ABOUT THIS EXERCISE. Below are records; reproduce exactly the lines from the one that has "let _ = self.current_byte.insert(byte);" through the one that has "fn from(mut buffer: BitBuffer)", ends included, and nothing more.

RECORD EXTRACTS.
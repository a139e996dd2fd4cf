// PPMX: a PPM context model coupled with a binary arithmetic coder
//
// This program is free software: you can redistribute it and/or modify
// it under the terms of the GNU General Public License as published by
// the Free Software Foundation, either version 3 of the License, or
// (at your option) any later version.
//
// This program is distributed in the hope that it will be useful,
// but WITHOUT ANY WARRANTY; without even the implied warranty of
// MERCHANTABILITY or FITNESS FOR A PARTICULAR PURPOSE.  See the
// GNU General Public License for more details.
//
// You should have received a copy of the GNU General Public License
// along with this program.  If not, see <https://www.gnu.org/licenses/>.

use crate::bit_buffer::BitBuffer;
use log::debug;

/// An iterator over bits. Can be derived from BitBuffer or a slice of bytes.
pub struct BitIterator<'a> {
    full_bytes_iter: Box<dyn Iterator<Item = u8> + 'a>,
    current_byte: Option<u8>,
    current_idx: usize,

    // In case there is an incomplete byte, hold it and the number of bits in it:
    incomplete_byte: Option<(u8, usize)>,
}

impl Iterator for BitIterator<'_> {
    type Item = bool;

    fn next(&mut self) -> Option<Self::Item> {
        // First try the current byte:
        if let Some(byte) = self.current_byte.take() {
            // Get current bit:
            let bit = ((byte >> (7 - self.current_idx)) & 1) == 1;
            self.current_idx += 1;

            // Restore the current byte if not all bits are consumed, otherwise try to put a new one
            // there:
            if self.current_idx < 8 {
                let _ = self.current_byte.insert(byte);
            } else {
                self.current_idx = 0;
                self.current_byte = self.full_bytes_iter.next();
            }
            debug!("Next bit in iterator: {}", if bit { 1 } else { 0 });
            return Some(bit);
        }

        // Now try the incomplete byte:
        if let Some((byte, num_bits)) = self.incomplete_byte.take() {
            // Get current bit:
            let bit = ((byte >> (7 - self.current_idx)) & 1) == 1;
            self.current_idx += 1;

            // Restore byte or remove incomplete one:
            if self.current_idx < num_bits {
                let _ = self.incomplete_byte.insert((byte, num_bits));
            }
            debug!("Next bit in iterator: {}", if bit { 1 } else { 0 });
            Some(bit)
        } else {
            None
        }
    }
}

impl From<BitBuffer> for BitIterator<'_> {
    fn from(mut buffer: BitBuffer) -> Self {
        let mut full_bytes_iter = Box::new(buffer.get_complete_bytes());
        let current_idx = 0;
        let current_byte = full_bytes_iter.next();

        let incomplete_byte = if buffer.current_idx > 0 {
            Some((buffer.current_byte, buffer.current_idx))
        } else {
            None
        };

        Self {
            full_bytes_iter,
            current_idx,
            current_byte,
            incomplete_byte,
        }
    }
}

impl<'a, I: IntoIterator<Item = u8> + 'a> From<I> for BitIterator<'a> {
    fn from(value: I) -> Self {
        // There are only complete bytes here:
        let mut full_bytes_iter = Box::new(value.into_iter());
        let current_byte = full_bytes_iter.next();
        let current_idx = 0;
        let incomplete_byte = None;

        Self {
            full_bytes_iter,
            current_byte,
            current_idx,
            incomplete_byte,
        }
    }
}
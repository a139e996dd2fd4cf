// PPMX: a PPM context model coupled with a binary arithmetic coder
//
// This program is free software: you can redistribute it and/or modify
// it under the terms of the GNU General Public License as published by
// the Free Software Foundation, either version 3 of the License, or
// (at your option) any later version.
//
// This program is distributed in the hope that it will be useful,
// but WITHOUT ANY WARRANTY; without even the implied warranty of
// MERCHANTABILITY or FITNESS FOR A PARTICULAR PURPOSE.  See the
// GNU General Public License for more details.
//
// You should have received a copy of the GNU General Public License
// along with this program.  If not, see <https://www.gnu.org/licenses/>.

use super::{Cfi, Frequency, FrequencyTable};
use anyhow::{Context, Result};

/// A frequency table whose values cannot be updated after initialization
pub struct StaticFrequencyTable {
    /// The cumulative frequencies, stored in a box for memory optimization reasons
    cum_freqs: Box<[Frequency]>,
}

impl StaticFrequencyTable {
    /// Creates a static frequency table from the frequencies provided here.<br>
    /// The new table's length will be the length of the provided slice.
    ///
    /// The frequencies provided here should not be cumulative, and the function will fail if at
    /// any point the sum of the slice's frequencies exceeds the allowed bits.
    pub fn new(frequencies: &[Frequency]) -> Result<Self> {
        // Initialize the cumulative frequencies vector with 0 as the first CFI's start value:
        let mut accum = 0;
        let mut cum_freqs = Vec::with_capacity(frequencies.len() + 1);
        cum_freqs.push(Frequency::zero());

        for (idx, frequency) in frequencies.iter().enumerate() {
            // Calculate cumulative and catch any overflow:
            accum += **frequency;
            cum_freqs.push(Frequency::new(accum).context(format!(
                "Failed to create static table, index {idx} caused an overflow"
            ))?);
        }

        Ok(Self {
            cum_freqs: cum_freqs.into_boxed_slice(),
        })
    }
}

impl FrequencyTable for StaticFrequencyTable {
    fn get_cfi(&self, index: usize) -> Option<Cfi> {
        if index + 1 < self.cum_freqs.len() {
            Some(Cfi {
                start: self.cum_freqs[index],
                end: self.cum_freqs[index + 1],
                total: self.get_total(),
            })
        } else {
            None
        }
    }

    fn get_index(&self, cumulative_frequency: Frequency) -> Option<usize> {
        let target = *cumulative_frequency;
        // Binary search for the interval [cum_freqs[i], cum_freqs[i+1]) containing target:
        match self.cum_freqs.binary_search_by(|freq| (**freq).cmp(&target)) {
            Ok(idx) if idx + 1 < self.cum_freqs.len() => Some(idx),
            Ok(_) => None,
            Err(idx) if idx > 0 && idx < self.cum_freqs.len() => Some(idx - 1),
            Err(_) => None,
        }
    }

    fn get_total(&self) -> Frequency {
        *self.cum_freqs.last().expect("cum_freqs always has at least one element")
    }
}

TASK ANSWER.
                let _ = self.current_byte.insert(byte);
            } else {
                self.current_idx = 0;
                self.current_byte = self.full_bytes_iter.next();
            }
            debug!("Next bit in iterator: {}", if bit { 1 } else { 0 });
            return Some(bit);
        }

        // Now try the incomplete byte:
        if let Some((byte, num_bits)) = self.incomplete_byte.take() {
            // Get current bit:
            let bit = ((byte >> (7 - self.current_idx)) & 1) == 1;
            self.current_idx += 1;

            // Restore byte or remove incomplete one:
            if self.current_idx < num_bits {
                let _ = self.incomplete_byte.insert((byte, num_bits));
            }
            debug!("Next bit in iterator: {}", if bit { 1 } else { 0 });
            Some(bit)
        } else {
            None
        }
    }
}

impl From<BitBuffer> for BitIterator<'_> {
    fn from(mut buffer: BitBuffer) -> Self {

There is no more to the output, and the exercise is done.